Low-budget but memorable would-be shocker that instead emerges as theater of the bizarre. Vulnerable, naive nurse Charlotte Beale comes to a secluded mental hospital and is completely unaware that the only sane people have been murdered, despite the red flags that are constantly being raised all around her.
The lack of a decent budget really gives the filmmakers little more to go on than a sense of style, as well as a cast of wacky characters. The pleasures of this film don't come from the film's shocks, which are fairly tame, but from the weird atmosphere. First we have the delusional woman who thinks her baby doll is real. There's also an axe-murdering judge, a shell-shocked war veteran, and old Mrs. Callahan is like everybody's daffy elderly grandmother gone amok. A young patient named Allyson gives the term "nymphomaniac" new meaning. A big guy named Sam is just a little slow after a botched lobotomy, and Jennifer vaults suddenly between catatonia and violent outbursts. The only other sentient person in the place seems to be Dr. Masters, but does she have a secret?

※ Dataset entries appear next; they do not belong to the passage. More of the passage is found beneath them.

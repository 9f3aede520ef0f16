use std::fmt;
use std::sync::Arc;

use dioxus::LaunchBuilder;
use dioxus::desktop::{Config as DesktopConfig, WindowBuilder};
use services::{Clock, ExamApi, HttpExamApi};
use storage::{InMemoryStore, SessionStore};
use ui::{App, UiApp, build_app_context};

const DEFAULT_API_URL: &str = "http://localhost:8000";

#[derive(Debug)]
enum ArgsError {
    MissingValue { flag: &'static str },
    UnknownArg(String),
    InvalidApiUrl { raw: String },
}

impl fmt::Display for ArgsError {
    fn fmt(&self, f: &mut fmt::Formatter<'_>) -> fmt::Result {
        match self {
            ArgsError::MissingValue { flag } => write!(f, "{flag} requires a value"),
            ArgsError::UnknownArg(arg) => write!(f, "unknown argument: {arg}"),
            ArgsError::InvalidApiUrl { raw } => write!(f, "invalid --api-url value: {raw}"),
        }
    }
}

impl std::error::Error for ArgsError {}

fn require_value(
    args: &mut impl Iterator<Item = String>,
    flag: &'static str,
) -> Result<String, ArgsError> {
    args.next().ok_or(ArgsError::MissingValue { flag })
}

fn print_usage() {
    eprintln!("Usage:");
    eprintln!("  cargo run -p app -- [--api-url <url>]");
    eprintln!();
    eprintln!("Defaults:");
    eprintln!("  --api-url {DEFAULT_API_URL}");
    eprintln!();
    eprintln!("Environment:");
    eprintln!("  EGZAMINATOR_API_URL, RUST_LOG");
}

struct Args {
    api_url: String,
}

impl Args {
    fn parse(args: &mut impl Iterator<Item = String>) -> Result<Self, ArgsError> {
        let mut api_url =
            std::env::var("EGZAMINATOR_API_URL").unwrap_or_else(|_| DEFAULT_API_URL.to_string());

        while let Some(arg) = args.next() {
            match arg.as_str() {
                "--api-url" => {
                    api_url = require_value(args, "--api-url")?;
                }
                "--help" | "-h" => {
                    print_usage();
                    std::process::exit(0);
                }
                _ => return Err(ArgsError::UnknownArg(arg)),
            }
        }

        if !(api_url.starts_with("http://") || api_url.starts_with("https://")) {
            return Err(ArgsError::InvalidApiUrl { raw: api_url });
        }

        Ok(Self { api_url })
    }
}

/// Composition root: HTTP backend client plus a per-run session store, so a
/// route change keeps the exam and closing the app discards it.
struct DesktopApp {
    exam_api: Arc<dyn ExamApi>,
    store: Arc<InMemoryStore>,
}

impl UiApp for DesktopApp {
    fn exam_api(&self) -> Arc<dyn ExamApi> {
        Arc::clone(&self.exam_api)
    }

    fn session_store(&self) -> Arc<dyn SessionStore> {
        Arc::clone(&self.store) as Arc<dyn SessionStore>
    }

    fn clock(&self) -> Clock {
        Clock::default_clock()
    }
}

fn run() -> Result<(), Box<dyn std::error::Error>> {
    let mut argv = std::env::args().skip(1);
    let parsed = Args::parse(&mut argv).map_err(|e| {
        eprintln!("{e}");
        print_usage();
        e
    })?;

    log::info!("starting egzAIminator against {}", parsed.api_url);

    let app: Arc<dyn UiApp> = Arc::new(DesktopApp {
        exam_api: Arc::new(HttpExamApi::new(parsed.api_url)),
        store: Arc::new(InMemoryStore::new()),
    });
    let context = build_app_context(&app);

    let desktop_cfg = DesktopConfig::new().with_window(
        WindowBuilder::new()
            .with_title("egzAIminator")
            .with_always_on_top(false),
    );

    LaunchBuilder::desktop()
        .with_cfg(desktop_cfg)
        .with_context(context)
        .launch(App);
    Ok(())
}

fn main() {
    pretty_env_logger::init();
    if let Err(err) = run() {
        eprintln!("{err}");
        std::process::exit(2);
    }
}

"Don't Look in the Basement" is a great example of low-budget exploitation films. There isn't much plot going on, but the cheapness works for the movie. Several cast members turn in memorable performances, particularly Betty Chandler and Annabelle Weenick, and the way the director adds little weird details to the movie can really stick with you.
The scene between Allyson and "the telephone man" is a classic for all time, and especially delicious are the facial expressions of Dr. Masters when she begins to go over the edge near the finale of the movie. Brownrigg also makes great use of the cheap soundtrack, with several musical cues really evoking the characters that they accompany. My favorite cue is the "crazy" cue, a sitar that twangs whenever one of the patients does something pathological.

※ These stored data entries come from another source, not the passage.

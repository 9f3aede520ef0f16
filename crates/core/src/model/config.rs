use serde::{Deserialize, Serialize};
use thiserror::Error;

/// Technologies offered on the selector page.
pub const TECHNOLOGIES: [&str; 10] = [
    "Python",
    "SQL",
    "Pandas",
    "Machine Learning",
    "Data Preprocessing",
    "Exploratory Data Analysis",
    "Prompt Engineering",
    "Docker",
    "Git and GitHub",
    "Model Deployment",
];

/// Difficulty levels a technology can be taken at.
pub const LEVELS: [u8; 3] = [1, 2, 3];

/// Question counts the selector offers.
pub const QUESTION_COUNT_OPTIONS: [u32; 5] = [1, 2, 3, 4, 5];

/// Default question count preselected on the selector.
pub const DEFAULT_QUESTION_COUNT: u32 = 3;

#[derive(Debug, Error, Clone, PartialEq, Eq)]
#[non_exhaustive]
pub enum ConfigError {
    #[error("level must be between 1 and 3, got {0}")]
    InvalidLevel(u8),

    #[error("at least one technology must be selected")]
    EmptySelection,

    #[error("question count {0} is not offered")]
    InvalidQuestionCount(u32),
}

/// One technology/level pair chosen on the selector. Immutable once staged.
#[derive(Debug, Clone, PartialEq, Eq, Serialize, Deserialize)]
pub struct TechnologyLevel {
    pub technology: String,
    pub level: u8,
}

impl TechnologyLevel {
    /// # Errors
    ///
    /// Returns `ConfigError::InvalidLevel` if the level is outside 1–3.
    pub fn new(technology: impl Into<String>, level: u8) -> Result<Self, ConfigError> {
        if !LEVELS.contains(&level) {
            return Err(ConfigError::InvalidLevel(level));
        }
        Ok(Self {
            technology: technology.into(),
            level,
        })
    }
}

/// Staged exam configuration, created by the selector and consumed exactly
/// once by the exam runner.
///
/// Serialized camelCase so the staged payload matches the original client.
#[derive(Debug, Clone, PartialEq, Eq, Serialize, Deserialize)]
#[serde(rename_all = "camelCase")]
pub struct ExamConfig {
    pub technologies: Vec<TechnologyLevel>,
    pub question_count: u32,
}

impl ExamConfig {
    /// # Errors
    ///
    /// Returns `ConfigError::EmptySelection` if no technologies were chosen and
    /// `ConfigError::InvalidQuestionCount` for a count outside the offered set.
    pub fn new(
        technologies: Vec<TechnologyLevel>,
        question_count: u32,
    ) -> Result<Self, ConfigError> {
        if technologies.is_empty() {
            return Err(ConfigError::EmptySelection);
        }
        if !QUESTION_COUNT_OPTIONS.contains(&question_count) {
            return Err(ConfigError::InvalidQuestionCount(question_count));
        }
        Ok(Self {
            technologies,
            question_count,
        })
    }
}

Also wonderful is the way that Charlotte herself plunges into hysteria at the climax, with the patients revealing that Dr. Masters is simply another inmate, and then suggesting that CHARLOTTE is also a patient who is being allowed to act out her delusions (she certainly has a tenuous grip on reality, why else would she not question the ominous lack of phone service or outside contact?). The scene where Charlotte manages to finish off the barely-alive Dr. Stephens with a toy boat has to be one of the greatest moments in low-budget horror. Yes, "Don't Look in the Basement" could very well be the "American Beauty" of Grade Z trash.